Incentivo à indústria
Embora tímido, o pacote de ajuda para a indústria anunciado nesta semana pelo governo federal é uma boa notícia. Mostra um certo empenho da administração para desonerar parte da cadeia produtiva, que enfrenta ferrenha competição dos produtos importados. O plano soma medidas de R$ 60,4 bilhões, que inclui verba para o Banco Nacional de Desenvolvimento Econômico e Social, corte de impostos para a indústria, aumento de tributo sobre importados e preferência para compra de produtos nacionais. No entanto, há sinalizações de que novas medidas serão anunciadas.

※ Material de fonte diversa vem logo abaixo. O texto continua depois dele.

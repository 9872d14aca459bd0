//! # Handler Factory
//!
//! Turns handler descriptors from settings into handler instances.
//!
//! A descriptor is a comma separated list: the handler name followed by its arguments.
//!
//! | Descriptor | Handler |
//! |---|---|
//! | `log` | [`LoggingHandler`] |
//! | `collect` | the factory's shared [`MessageCollectingHandler`] |
//! | `forward,<name>` | [`ForwardingHandler`] resolving `<name>` queue first |
//! | `forward_queue,<queue>` | [`ForwardingHandler`] to a queue |
//! | `forward_topic,<topic>` | [`ForwardingHandler`] to a topic |
//! | `script,<path>` | [`ScriptHandler`], needs a script evaluator |
//!
//! ## Usage
//!
//! ```rust
//! use mq_stubber::registry::handler_factory::HandlerFactory;
//!
//! let factory = HandlerFactory::new();
//! let handler = factory.create("forward_queue,orders.out").unwrap();
//! assert_eq!(handler.name(), "forward:orders.out");
//! ```

use std::collections::HashMap;
use std::sync::Arc;

use tracing::debug;

use crate::constants::handler_names;
use crate::error::{Result, StubberError};
use crate::handler::{
    ForwardingHandler, LoggingHandler, MessageCollectingHandler, MessageHandler, ScriptEvaluator,
    ScriptHandler,
};

/// Builds a handler from descriptor arguments
pub type HandlerConstructor =
    Arc<dyn Fn(&[&str]) -> Result<Arc<dyn MessageHandler>> + Send + Sync>;

/// Resolves descriptors into handlers
#[derive(Clone, Default)]
pub struct HandlerFactory {
    collector: MessageCollectingHandler,
    script_evaluator: Option<Arc<dyn ScriptEvaluator>>,
    constructors: HashMap<String, HandlerConstructor>,
}

impl std::fmt::Debug for HandlerFactory {
    fn fmt(&self, f: &mut std::fmt::Formatter<'_>) -> std::fmt::Result {
        f.debug_struct("HandlerFactory")
            .field("custom", &self.constructors.keys().collect::<Vec<_>>())
            .field("script_evaluator", &self.script_evaluator.is_some())
            .finish()
    }
}

fn configuration_error(message: impl Into<String>) -> StubberError {
    StubberError::configuration("handler_factory", message)
}

fn single_argument<'a>(name: &str, args: &[&'a str]) -> Result<&'a str> {
    match args {
        [arg] if !arg.is_empty() => Ok(*arg),
        _ => Err(configuration_error(format!(
            "{name} takes exactly one argument, got {}",
            args.len()
        ))),
    }
}

fn no_arguments(name: &str, args: &[&str]) -> Result<()> {
    if args.is_empty() {
        Ok(())
    } else {
        Err(configuration_error(format!("{name} takes no arguments")))
    }
}

impl HandlerFactory {
    pub fn new() -> Self {
        Self::default()
    }

    /// Enable `script` descriptors
    #[must_use]
    pub fn with_script_evaluator(mut self, evaluator: Arc<dyn ScriptEvaluator>) -> Self {
        self.script_evaluator = Some(evaluator);
        self
    }

    /// Collector handed out for every `collect` descriptor
    pub fn collector(&self) -> &MessageCollectingHandler {
        &self.collector
    }

    /// Add (or override) a named constructor
    pub fn register<F>(&mut self, name: impl Into<String>, constructor: F)
    where
        F: Fn(&[&str]) -> Result<Arc<dyn MessageHandler>> + Send + Sync + 'static,
    {
        let name = name.into();
        debug!(handler = %name, "Registered handler constructor");
        self.constructors.insert(name, Arc::new(constructor));
    }

    /// Build the handler a descriptor names
    pub fn create(&self, descriptor: &str) -> Result<Arc<dyn MessageHandler>> {
        let mut parts = descriptor.split(',').map(str::trim);
        let name = parts
            .next()
            .filter(|name| !name.is_empty())
            .ok_or_else(|| configuration_error(format!("empty handler descriptor '{descriptor}'")))?;
        let args: Vec<&str> = parts.collect();

        if let Some(constructor) = self.constructors.get(name) {
            return constructor(&args);
        }

        let handler: Arc<dyn MessageHandler> = match name {
            handler_names::LOG => {
                no_arguments(name, &args)?;
                Arc::new(LoggingHandler::new())
            }
            handler_names::COLLECT => {
                no_arguments(name, &args)?;
                Arc::new(self.collector.clone())
            }
            handler_names::FORWARD => Arc::new(ForwardingHandler::new(single_argument(name, &args)?)),
            handler_names::FORWARD_QUEUE => {
                Arc::new(ForwardingHandler::to_queue(single_argument(name, &args)?))
            }
            handler_names::FORWARD_TOPIC => {
                Arc::new(ForwardingHandler::to_topic(single_argument(name, &args)?))
            }
            handler_names::SCRIPT => {
                let location = single_argument(name, &args)?;
                let evaluator = self.script_evaluator.clone().ok_or_else(|| {
                    configuration_error("script handlers need a script evaluator")
                })?;
                Arc::new(ScriptHandler::new(location, evaluator))
            }
            unknown => {
                return Err(configuration_error(format!("unknown handler '{unknown}'")));
            }
        };
        Ok(handler)
    }
}

#[cfg(test)]
mod tests {
    use super::*;
    use crate::handler::ScriptContext;
    use async_trait::async_trait;

    struct NullEvaluator;

    #[async_trait]
    impl ScriptEvaluator for NullEvaluator {
        fn extension(&self) -> &str {
            "js"
        }

        async fn evaluate(
            &self,
            _script: &str,
            _context: ScriptContext<'_>,
        ) -> anyhow::Result<Option<serde_json::Value>> {
            Ok(None)
        }
    }

    #[test]
    fn test_builtin_descriptors() {
        let factory = HandlerFactory::new();
        assert_eq!(factory.create("log").unwrap().name(), "log");
        assert_eq!(factory.create("collect").unwrap().name(), "collect");
        assert_eq!(factory.create("forward, out").unwrap().name(), "forward:out");
        assert_eq!(
            factory.create("forward_topic,prices").unwrap().name(),
            "forward:prices"
        );
    }

    #[test]
    fn test_arity_and_unknown_names() {
        let factory = HandlerFactory::new();
        for descriptor in ["", "forward", "forward,", "log,extra", "forward,a,b", "teleport"] {
            assert!(
                matches!(
                    factory.create(descriptor),
                    Err(StubberError::Configuration { .. })
                ),
                "descriptor {descriptor:?} should be rejected"
            );
        }
    }

    #[test]
    fn test_script_requires_evaluator() {
        assert!(HandlerFactory::new().create("script,/tmp/stubs").is_err());

        let factory = HandlerFactory::new().with_script_evaluator(Arc::new(NullEvaluator));
        assert_eq!(factory.create("script,/tmp/stubs").unwrap().name(), "script");
    }

    #[test]
    fn test_custom_constructor_overrides_builtin() {
        let mut factory = HandlerFactory::new();
        factory.register("log", |args: &[&str]| {
            Ok(Arc::new(ForwardingHandler::new(args.first().copied().unwrap_or("audit")))
                as Arc<dyn MessageHandler>)
        });
        assert_eq!(factory.create("log").unwrap().name(), "forward:audit");
    }

    #[test]
    fn test_collect_shares_one_collector() {
        let factory = HandlerFactory::new();
        factory.create("collect").unwrap();
        factory.create("collect").unwrap();
        factory.collector().clear();
        assert!(factory.collector().received_all().is_empty());
    }
}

O governo tenta conter a queda na atividade industrial. No primeiro trimestre a balança comercial apresentou uma redução de 22,4% em relação ao mesmo período do ano passado. Ao mesmo passo, as exportações aumentaram 5,5%, enquanto as importações cresceram 7,7%. A participação da indústria de transformação no Produto Interno Bruto foi reduzida a menos de 15%. Esses números mostram que o País iniciou um processo de desindustrialização, que pode levar a um quadro mais grave de crise econômica. Significa que o País, no longo prazo, vai abrir mão de maior oferta de empregos, renda, arrecadação e de agregar valor aos seus produtos.
Há tempos que o setor industrial reclama medidas de incentivo. Recentemente as federações se organizaram para cobrar mais apoio, o que parece ter surtido algum efeito. No entanto, não tocam no cerne da questão, que é a carga tributária e a política cambial. Pedir a redução de impostos, tributos e encargos se tornou extremamente repetitivo, o que ainda não sensibilizou o governo. Nunca é demais lembrar que a carga tributária brasileira é uma das mais altas do mundo e que essa arrecadação gigantesca não se traduz exatamente em benefícios à população. Além disso, a apreciação do real frente ao dólar também é extremamente desfavorável à produção nacional.
O cenário externo é de crise e aumento da demanda mundial por commodities. E o País tem que aproveitar o momento para continuar crescendo economicamente e exportar produtos com maior valor agregado. É o grande desafio para os próximos anos.